Grotto Geyser is connected with at least five other geysers in the surrounding area. Eruptions are usually preceded by an eruption from Grotto Fountain Geyser, or both Grotto Fountain Geyser and South Grotto Fountain Geyser. But if the latter erupts on its own, it will delay both eruptions from Grotto Fountain Geyser and Grotto Geyser itself.
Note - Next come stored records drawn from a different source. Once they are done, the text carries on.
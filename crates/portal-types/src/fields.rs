use serde::{Deserialize, Serialize};
use std::collections::BTreeMap;

const ALWAYS_BLOCK: &[&str] = &["number", "hash", "parentHash"];
const ALWAYS_TRANSACTION: &[&str] = &["transactionIndex"];
const ALWAYS_LOG: &[&str] = &["logIndex", "transactionIndex"];
const ALWAYS_TRACE: &[&str] = &["transactionIndex", "traceAddress", "type"];
const ALWAYS_STATE_DIFF: &[&str] = &["transactionIndex", "address", "key", "kind"];

/// A per-record-kind map of field name -> whether it is selected.
///
/// This is the *runtime* shape of a static, compile-time field projection:
/// instead of a generated type narrowing which fields exist, the selection
/// is plain data that the streaming client sends to the server and that a
/// consumer can inspect to know what it asked for.
#[derive(Debug, Clone, Default, PartialEq, Eq, Serialize, Deserialize)]
#[serde(rename_all = "camelCase")]
pub struct FieldSelection {
    /// Selected block-header fields.
    #[serde(default)]
    pub block: BTreeMap<String, bool>,
    /// Selected transaction fields.
    #[serde(default)]
    pub transaction: BTreeMap<String, bool>,
    /// Selected log fields.
    #[serde(default)]
    pub log: BTreeMap<String, bool>,
    /// Selected trace fields.
    #[serde(default)]
    pub trace: BTreeMap<String, bool>,
    /// Selected state-diff fields.
    #[serde(default, rename = "stateDiff")]
    pub state_diff: BTreeMap<String, bool>,
}

fn force(map: &mut BTreeMap<String, bool>, names: &[&str]) {
    for name in names {
        map.insert((*name).to_owned(), true);
    }
}

fn union_map(mut a: BTreeMap<String, bool>, b: BTreeMap<String, bool>) -> BTreeMap<String, bool> {
    for (k, v) in b {
        let entry = a.entry(k).or_insert(false);
        *entry = *entry || v;
    }
    a
}

impl FieldSelection {
    /// An empty selection (only always-selected fields after [`Self::with_always_selected`]).
    pub fn new() -> Self {
        Self::default()
    }

    /// Mark a single field as selected for block headers.
    pub fn select_block(mut self, field: impl Into<String>) -> Self {
        self.block.insert(field.into(), true);
        self
    }

    /// Mark a single field as selected for transactions.
    pub fn select_transaction(mut self, field: impl Into<String>) -> Self {
        self.transaction.insert(field.into(), true);
        self
    }

    /// Mark a single field as selected for logs.
    pub fn select_log(mut self, field: impl Into<String>) -> Self {
        self.log.insert(field.into(), true);
        self
    }

    /// Mark a single field as selected for traces.
    pub fn select_trace(mut self, field: impl Into<String>) -> Self {
        self.trace.insert(field.into(), true);
        self
    }

    /// Mark a single field as selected for state diffs.
    pub fn select_state_diff(mut self, field: impl Into<String>) -> Self {
        self.state_diff.insert(field.into(), true);
        self
    }

    /// The union of `self` and `other`: a field is selected if either side
    /// selects it.
    pub fn union(self, other: Self) -> Self {
        Self {
            block: union_map(self.block, other.block),
            transaction: union_map(self.transaction, other.transaction),
            log: union_map(self.log, other.log),
            trace: union_map(self.trace, other.trace),
            state_diff: union_map(self.state_diff, other.state_diff),
        }
    }

    /// Force every always-selected field (see §3) to `true`, regardless of
    /// what the user asked for.
    pub fn with_always_selected(mut self) -> Self {
        force(&mut self.block, ALWAYS_BLOCK);
        force(&mut self.transaction, ALWAYS_TRANSACTION);
        force(&mut self.log, ALWAYS_LOG);
        force(&mut self.trace, ALWAYS_TRACE);
        force(&mut self.state_diff, ALWAYS_STATE_DIFF);
        self
    }
}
After Grotto has a short mode eruption, which lasts about 1 to 2 hours, Rocket Geyser usually has a major eruption. Approximately three-quarters of Grotto's eruptions are short mode. Grotto Geyser and Rocket Geyser erupt together. When Grotto Geyser has a long mode eruption, which lasts from 6 to 12 hours, Spa Geyser, instead of Rocket Geyser, erupts.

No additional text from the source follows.